Now, however, The Weeknd seems to be changing his strategy. Rather than maintaining the take-it-or-leave-it, we’re provocateurs energy that he and Levinson have been favoring—“When my wife read me the [Rolling Stone] article, I looked at her and I said, ‘I think we’re about to have the biggest show of the summer,’” Levinson said at Cannes—his GQ interview smacks of a man scrambling to explain that he’s not a power-mad pervert, he’s just playing one on TV.
“There’s nothing sexy about” the Episode 2 sex scene, The Weeknd insisted to GQ, continuing, “When we use Basic Instinct as a reference, we’re using Verhoeven. Verhoeven is the king of ’90s satire thriller—yes, there’s moments of ‘sexy’ in his films but there are other moments that are very cheesy and hilarious. However you’re feeling watching that scene, whether it’s discomfort, or you feel gross, or you feel embarrassed for the characters. It’s all those emotions adding up to: this guy is in way over his head, this situation is one where he is not supposed to be here.”
But, months ago, a source told Rolling Stone that The Weeknd and Levinson’s overhaul of the show was, in part, due to the “Blinding Lights” singer wanting “one show that was all about him.”
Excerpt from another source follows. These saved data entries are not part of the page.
impl Game {
    pub fn new(content: GameContent, seed: u64) -> Self {
        let mut player = PlayerCharacter::default();
        player.normalize_currencies();
        Self {
            content,
            player,
            rng: RefCell::new(WyRand::seed_from_u64(seed)),
            pending: Vec::new(),
            slayer: None,
            training_skill: None,
            encounter: None,
            action_runner: None,
            saved_action: None,
            jobs: Vec::new(),
            tracker: RateTracker::default(),
            resistances: ResistanceTable::default(),
            last_actions: BTreeMap::new(),
            last_seen_ms: 0,
            last_combat_ms: 0,
        }
    }

    /// Restore from a (normalized) snapshot. The persisted running action is
    /// paid out by the next `catch_up` call.
    pub fn from_save(content: GameContent, mut save: SaveGame, seed: u64) -> Self {
        save.normalize();
        log::info!(
            "restoring save (updated_at {} ms, last_seen {} ms)",
            save.updated_at_ms,
            save.last_seen_ms
        );
        let mut game = Self::new(content, seed);
        game.adopt(save);
        game
    }

    /// Replace character state with another snapshot (e.g. a newer remote
    /// copy after `data::sync::reconcile`). Live loops are dropped.
    pub fn adopt(&mut self, mut save: SaveGame) {
        save.normalize();
        self.player = save.player;
        self.slayer = save.slayer;
        self.training_skill = save.training_skill;
        self.saved_action = save.running_action;
        self.jobs = save.jobs;
        self.last_actions = save.last_actions;
        self.last_seen_ms = save.last_seen_ms;
        self.encounter = None;
        self.action_runner = None;
        self.pending.clear();
    }

    /// Snapshot the persistent state, stamped with `now_ms`.
    pub fn snapshot(&self, now_ms: u64) -> SaveGame {
        SaveGame {
            updated_at_ms: now_ms,
            last_seen_ms: now_ms,
            player: self.player.clone(),
            slayer: self.slayer.clone(),
            training_skill: self.training_skill,
            running_action: self.action_runner.as_ref().map(|runner| RunningAction {
                action_id: runner.action().id.clone(),
                started_at_ms: runner.started_at(),
            }),
            jobs: self.jobs.clone(),
            last_actions: self.last_actions.clone(),
            ..SaveGame::default()
        }
    }

    pub fn content(&self) -> &GameContent {
        &self.content
    }

    pub fn player(&self) -> &PlayerCharacter {
        &self.player
    }

    pub fn player_mut(&mut self) -> &mut PlayerCharacter {
        &mut self.player
    }

    // ===== Stats =====

    /// Combined stats of everything currently equipped.
    pub fn gear_stats(&self) -> Stats {
        let mut total = Stats::default();
        for item_id in self.player.equipment.values() {
            if let Some(stats) = self.content.item(item_id).and_then(|i| i.stats.as_ref()) {
                total = Stats::combine(&total, stats);
            }
        }
        total
    }

    pub fn total_stats(&mut self) -> Stats {
        let gear = self.gear_stats();
        self.player.total_stats(Some(&gear))
    }

    pub fn max_hp(&mut self) -> i32 {
        self.total_stats().health.max(1)
    }

    pub fn current_hp(&mut self) -> i32 {
        let max = self.max_hp();
        self.player.current_hp.unwrap_or(max).clamp(0, max)
    }

    pub fn set_current_hp(&mut self, hp: i32) {
        let max = self.max_hp();
        self.player.current_hp = Some(hp.clamp(0, max));
    }

    /// Combat level: best offensive skill, defense, and half of HP, halved.
    pub fn combat_level(&self) -> u32 {
        let attack = self.player.skill_level(SkillId::Attack);
        let strength = self.player.skill_level(SkillId::Strength);
        let defense = self.player.skill_level(SkillId::Defense);
        let archery = self.player.skill_level(SkillId::Archery);
        let magic = self.player.skill_level(SkillId::Magic);
        let hp = self.player.skill_level(SkillId::Hp);

        let offensive = attack.max(strength).max(archery.max(magic));
        let level = (offensive as f64 + defense as f64 + hp as f64 * 0.5) / 2.0;
        (level.round() as u32).clamp(1, 99)
    }

    // ===== Skills =====

    /// Adds XP, feeds the rate tracker, and reports a level-up.
    pub fn add_skill_xp(&mut self, id: SkillId, amount: u64, now_ms: u64) -> bool {
        if amount == 0 {
            return false;
        }
        self.tracker.note(id.as_str(), amount, now_ms);
        let leveled = self.player.add_skill_xp(id, amount);
        if leveled {
            log::info!("{} reached level {}", id.as_str(), self.player.skill_level(id));
        }
        leveled
    }

    pub fn skill_level(&self, id: SkillId) -> u32 {
        self.player.skill_level(id)
    }

    pub fn skill_xp(&self, id: SkillId) -> u64 {
        self.player.skill_xp(id)
    }

    pub fn xp_rate_per_hour(&mut self, skills: &[SkillId], window_ms: u64, now_ms: u64) -> f64 {
        self.tracker
            .rate_per_hour(skills.iter().map(|s| s.as_str()), window_ms, now_ms)
    }

    /// Which combat skill monster XP trains. Non-combat skills are rejected.
    pub fn set_training_skill(&mut self, skill: Option<SkillId>) -> bool {
        match skill {
            Some(id) if !id.is_combat() => false,
            other => {
                self.training_skill = other;
                true
            }
        }
    }

    pub fn training_skill(&self) -> Option<SkillId> {
        self.training_skill
    }

    // ===== Currencies =====

    pub fn currency(&self, id: &str) -> i64 {
        self.player.currency(id)
    }

    pub fn add_currency(&mut self, id: &str, amount: i64) {
        self.player.add_currency(id, amount);
    }

    pub fn spend_currency(&mut self, id: &str, amount: i64) -> bool {
        self.player.spend_currency(id, amount)
    }

    // ===== Equipment =====

    pub fn equip(&mut self, item_id: &str) -> Result<(), EquipError> {
        let canonical = self.content.canonical_item_id(item_id).to_string();
        let slot = match self.content.item(&canonical) {
            None => return Err(EquipError::UnknownItem(canonical)),
            Some(item) => match item.slot {
                None => return Err(EquipError::NotEquippable(canonical)),
                Some(slot) => slot,
            },
        };
        if self.player.item_count(&canonical) <= 0 {
            return Err(EquipError::NotOwned(canonical));
        }

        self.player.add_item(&canonical, -1);
        if let Some(previous) = self.player.equipment.insert(slot, canonical) {
            self.player.add_item(&previous, 1);
        }
        self.clamp_hp();
        Ok(())
    }

    /// Returns the item that came off.
    pub fn unequip(&mut self, slot: EquipmentSlot) -> Result<String, EquipError> {
        let previous = self
            .player
            .equipment
            .remove(&slot)
            .ok_or(EquipError::EmptySlot(slot))?;
        self.player.add_item(&previous, 1);
        self.clamp_hp();
        Ok(previous)
    }

    fn clamp_hp(&mut self) {
        let max = self.max_hp();
        let current = self.player.current_hp.unwrap_or(max);
        self.player.current_hp = Some(current.min(max));
    }

    // ===== Consumables =====

    /// Eat one unit of food. The item is consumed even at full HP;
    /// returns how much was actually healed.
    pub fn consume_food(&mut self, food_id: &str) -> Result<i32, ConsumeError> {
        let id = self.content.canonical_item_id(food_id).to_string();
        if self.player.item_count(&id) <= 0 {
            return Err(ConsumeError::NotOwned(id));
        }
        let heal = match self.content.item(&id) {
            Some(item) if item.is_food() => item.heal.unwrap_or(0),
            _ => return Err(ConsumeError::NotFood(id)),
        };

        let max = self.max_hp();
        let before = self.player.current_hp.unwrap_or(max).clamp(0, max);
        let after = (before + heal).min(max);
        self.player.current_hp = Some(after);
        self.player.add_item(&id, -1);
        Ok(after - before)
    }

    /// Drink one potion; healing potions heal, buff potions just report 0.
    pub fn consume_potion(&mut self, potion_id: &str) -> Result<i32, ConsumeError> {
        let id = self.content.canonical_item_id(potion_id).to_string();
        if self.player.item_count(&id) <= 0 {
            return Err(ConsumeError::NotOwned(id));
        }
        let heal = match self.content.item(&id) {
            Some(item) if item.is_potion() => item.heal.unwrap_or(0),
            _ => return Err(ConsumeError::NotPotion(id)),
        };

        let mut healed = 0;
        if heal > 0 {
            let max = self.max_hp();
            let before = self.player.current_hp.unwrap_or(max).clamp(0, max);
            let after = (before + heal).min(max);
            self.player.current_hp = Some(after);
            healed = after - before;
        }
        self.player.add_item(&id, -1);
        Ok(healed)
    }

    /// Bag contents that classify as food: (id, qty).
    pub fn food_items(&self) -> Vec<(String, i64)> {
        self.player
            .bag
            .iter()
            .filter(|(id, _)| self.content.item(id).is_some_and(|i| i.is_food()))
            .map(|(id, qty)| (id.clone(), *qty))
            .collect()
    }

    /// Bag contents that classify as potions, optionally filtered to combat
    /// or non-combat varieties.
    pub fn potions(&self, combat_only: bool, non_combat_only: bool) -> Vec<(String, i64)> {
        self.player
            .bag
            .iter()
            .filter(|(id, _)| {
                let Some(item) = self.content.item(id) else {
                    return false;
                };
                if !item.is_potion() {
                    return false;
                }
                if combat_only && !item.is_combat_potion() {
                    return false;
                }
                if non_combat_only && !item.is_non_combat_potion() {
                    return false;
                }
                true
            })
            .map(|(id, qty)| (id.clone(), *qty))
            .collect()
    }

    /// Bag listing with display names: (id, name, qty).
    pub fn bag_rows(&self) -> Vec<(String, String, i64)> {
        self.player
            .bag
            .iter()
            .map(|(id, qty)| (id.clone(), self.content.item_name(id), *qty))
            .collect()
    }

    // ===== Gathering actions =====

    /// Start (or restart) the gathering loop on an action.
    pub fn start_action(&mut self, action_id: &str, now_ms: u64) -> Result<(), ActionError> {
        let action = self
            .content
            .action(action_id)
            .cloned()
            .ok_or_else(|| ActionError::UnknownAction(action_id.to_string()))?;
        let required = action.required_level();
        if self.player.skill_level(action.skill) < required {
            return Err(ActionError::LevelTooLow {
                skill: action.skill,
                required,
            });
        }
        self.last_actions.insert(action.skill, action.id.clone());
        log::debug!("action loop started: {}", action.id);
        self.action_runner = Some(ActionRunner::start(action, now_ms));
        Ok(())
    }

    pub fn stop_action(&mut self) {
        self.action_runner = None;
        self.saved_action = None;
    }

    pub fn action_progress(&self, now_ms: u64) -> Option<ActionProgress> {
        self.action_runner.as_ref().map(|r| r.progress(now_ms))
    }

    pub fn running_action(&self) -> Option<&ActionDef> {
        self.action_runner.as_ref().map(ActionRunner::action)
    }

    /// Grant any cycles the running action completed since the last poll.
    pub fn poll_action(&mut self, now_ms: u64) -> Option<CycleReport> {
        let runner = self.action_runner.as_mut()?;
        let skill = runner.action().skill;
        let report = runner.poll(&mut self.player, now_ms);
        if report.cycles > 0 {
            self.tracker.note(skill.as_str(), report.xp, now_ms);
            log::debug!(
                "action completed {}x (+{} xp)",
                report.cycles,
                report.xp
            );
        }
        Some(report)
    }

    /// The action a skill menu should preselect: the last pick while it is
    /// still unlocked, otherwise the best unlocked one.
    pub fn pick_action(&self, skill: SkillId) -> Option<&ActionDef> {
        let level = self.player.skill_level(skill);
        if let Some(action) = self
            .last_actions
            .get(&skill)
            .and_then(|id| self.content.action(id))
        {
            if action.skill == skill && action.required_level() <= level {
                return Some(action);
            }
        }
        self.content.best_unlocked_action(skill, level)
    }

    // ===== Jobs & offline =====

    pub fn add_job(&mut self, job: Job) {
        self.jobs.push(job);
    }

    pub fn jobs(&self) -> &[Job] {
        &self.jobs
    }

    /// Pay out everything that accrued since `last_seen_ms`: job ticks plus
    /// the persisted gathering loop (capped by the action engine).
    pub fn catch_up(&mut self, now_ms: u64) -> OfflineReport {
        let elapsed = now_ms.saturating_sub(self.last_seen_ms);
        let job_ticks = offline::catch_up_jobs(&mut self.jobs, self.last_seen_ms, now_ms);

        let mut action_report = None;
        if let Some(run) = self.saved_action.take() {
            if let Some(action) = self.content.action(&run.action_id).cloned() {
                let skill = action.skill;
                let (runner, report) =
                    ActionRunner::resume(action, &mut self.player, run.started_at_ms, now_ms);
                if report.xp > 0 {
                    self.tracker.note(skill.as_str(), report.xp, now_ms);
                }
                self.action_runner = Some(runner);
                action_report = Some(report);
            }
        }

        self.last_seen_ms = now_ms;
        log::info!(
            "offline catch-up: {} ms elapsed, {} job ticks",
            elapsed,
            job_ticks
        );
        OfflineReport {
            elapsed_ms: elapsed,
            job_ticks,
            action: action_report,
        }
    }

    // ===== Status resistances =====

    pub fn resistances(&self) -> &ResistanceTable {
        &self.resistances
    }

    pub fn resistances_mut(&mut self) -> &mut ResistanceTable {
        &mut self.resistances
    }
}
“Abel came to us with a pitch,” Levinson told W Magazine in May. “He said something that I’ll always remember: ‘If I wanted to start a cult, I could.’”
“What he meant is that his fans were so loyal and devoted that they would follow him anywhere,” Levinson added. “That was the germ of the idea for The Idol: what happens when a pop star falls for the wrong guy and no one speaks up.”
So which is it—is the Tedros character “way over his head,” as The Weeknd put it today to GQ; a person with “nothing really mysterious or hypnotizing about him?”
Or is he a figure, invented by The Weeknd and inspired by his own persona, that’s so alluring, and totally in control of his own persuasive powers, that a vulnerable woman can’t help but to fall under his spell?
There’s nothing wrong with conceiving a bad guy character that’s based on yourself—but if you’ve decided to push the envelope by making a show that purports not to differentiate between appropriate and inappropriate desire, don’t suddenly start arguing that, no, your sex-charged, sexy show wasn’t supposed to be sexy in that one moment.
It’s spineless, and there’s no such thing as a halfway provocateur.